I was delighted to find this book waiting for me when I returned from holiday over the weekend. Yes, I am a bit biased because Anna Pitt asked me to contribute a recipe and I have done so. It's a pleasure to see my own simple offering there amongst a cornucopia of excellent ideas.
Anna is an environmental campaigner, after my own heart. She's spent a serious amount of her career championing food waste up and down the country. She's an avid social media geek and I found her - or did she find me? - on Twitter. @AnnaPitt
She has recognised the link between the quality of our diet, where we get the food from, how we treat it and whether we throw it away. People are slowly beginning to realise that sell-by dates and best-before dates are generally a marketing ploy. If it looks edible - it probably is edible (unless you are medically vulnerable).

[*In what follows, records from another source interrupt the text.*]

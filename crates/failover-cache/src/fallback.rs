//! In-memory fallback store.
//!
//! Holds uncompressed values while the remote server is unreachable.
//! Entries expire lazily on read and a bulk trim keeps the map under a
//! capacity ceiling.

use parking_lot::Mutex;
use serde_json::Value;
use std::collections::HashMap;
use tracing::debug;

/// A value parked in the fallback map
#[derive(Debug, Clone)]
pub struct FallbackEntry {
    /// The original, uncompressed value
    pub data: Value,
    /// Whether the remote-bound representation was compressed
    pub compressed: bool,
    /// Absolute expiry timestamp (epoch milliseconds)
    pub expires_at_ms: u64,
}

/// Bounded in-memory map used while degraded
pub struct FallbackStore {
    entries: Mutex<HashMap<String, FallbackEntry>>,
    capacity: usize,
    evict_fraction: f64,
}

impl FallbackStore {
    /// Create a store with the given capacity ceiling and trim fraction
    #[must_use]
    pub fn new(capacity: usize, evict_fraction: f64) -> Self {
        Self {
            entries: Mutex::new(HashMap::new()),
            capacity,
            evict_fraction,
        }
    }

    /// Insert or replace an entry (last write wins)
    pub fn insert(&self, key: &str, data: Value, compressed: bool, expires_at_ms: u64) {
        let mut entries = self.entries.lock();
        entries.insert(
            key.to_string(),
            FallbackEntry {
                data,
                compressed,
                expires_at_ms,
            },
        );
    }

    /// Read an entry, removing it if expired
    pub fn get(&self, key: &str, now_ms: u64) -> Option<Value> {
        let mut entries = self.entries.lock();
        match entries.get(key) {
            Some(entry) if entry.expires_at_ms > now_ms => Some(entry.data.clone()),
            Some(_) => {
                entries.remove(key);
                None
            }
            None => None,
        }
    }

    /// Remove an entry; true only if a live (unexpired) entry was removed.
    ///
    /// An expired entry that lazy expiry has not swept yet is still
    /// deleted, but does not count as a removal.
    pub fn remove(&self, key: &str, now_ms: u64) -> bool {
        let mut entries = self.entries.lock();
        match entries.remove(key) {
            Some(entry) => entry.expires_at_ms > now_ms,
            None => false,
        }
    }

    /// Whether a live (unexpired) entry exists, with the same lazy removal
    /// as `get`
    pub fn contains(&self, key: &str, now_ms: u64) -> bool {
        let mut entries = self.entries.lock();
        match entries.get(key) {
            Some(entry) if entry.expires_at_ms > now_ms => true,
            Some(_) => {
                entries.remove(key);
                false
            }
            None => false,
        }
    }

    /// Update a live entry's expiry; true if it was present and unexpired.
    ///
    /// An already-expired entry cannot be resurrected: it is removed and
    /// the update reports failure, matching `EXPIRE` on a missing key.
    pub fn set_expiry(&self, key: &str, expires_at_ms: u64, now_ms: u64) -> bool {
        let mut entries = self.entries.lock();
        match entries.get_mut(key) {
            Some(entry) if entry.expires_at_ms > now_ms => {
                entry.expires_at_ms = expires_at_ms;
                true
            }
            Some(_) => {
                entries.remove(key);
                false
            }
            None => false,
        }
    }

    /// Current entry count
    #[must_use]
    pub fn len(&self) -> usize {
        self.entries.lock().len()
    }

    /// Whether the map is empty
    #[must_use]
    pub fn is_empty(&self) -> bool {
        self.entries.lock().is_empty()
    }

    /// Trim the map back under capacity.
    ///
    /// When the entry count exceeds the ceiling, the oldest slice (by
    /// ascending expiry, a proxy for insertion recency under TTL-based
    /// expiry) is evicted in bulk. Run synchronously after any growing
    /// write.
    pub fn trim(&self) {
        let mut entries = self.entries.lock();
        if entries.len() <= self.capacity {
            return;
        }

        let evict = ((entries.len() as f64 * self.evict_fraction).ceil() as usize).max(1);

        let mut by_expiry: Vec<(String, u64)> = entries
            .iter()
            .map(|(k, v)| (k.clone(), v.expires_at_ms))
            .collect();
        by_expiry.sort_by_key(|(_, expires)| *expires);

        for (key, _) in by_expiry.into_iter().take(evict) {
            entries.remove(&key);
        }

        debug!(evicted = evict, remaining = entries.len(), "Fallback map trimmed");
    }
}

I eat mouldy cheese, limp lettuce and rotting fruit. And you know something? Sometimes it tastes better. A little over-ripe fruit added to a pie or conserve intensifies the flavour without the need to add so much sugar. Anna advises going back to old fashioned tried and tested methods of ensuring that the food on your table is good enough to eat. For example, she advocates the 'sniff test'.
But there are good suggestions in here that were new to me. For example she advocates cutting celery from the top, rather than blade, by blade. It keep much better if the bulb is whole.
This is a very wide-ranging book. It's not just recipes and rhetoric. There are authoritative chapters on the history of food waste, about linking food waste to hunger and malnutrition. There's even a discussion about the effect on our economy, with loads of facts and figures that will probably find their way into some of my blogs. But above all this book will be a welcome addition to your recipe shelf. Just the tips on preserving make it worth its weight in slightly overripe produce!
https://leftoverpie.co.uk/buy-the-book/
I have not received any payment for my inclusion in this book - save for a review copy of the book itself.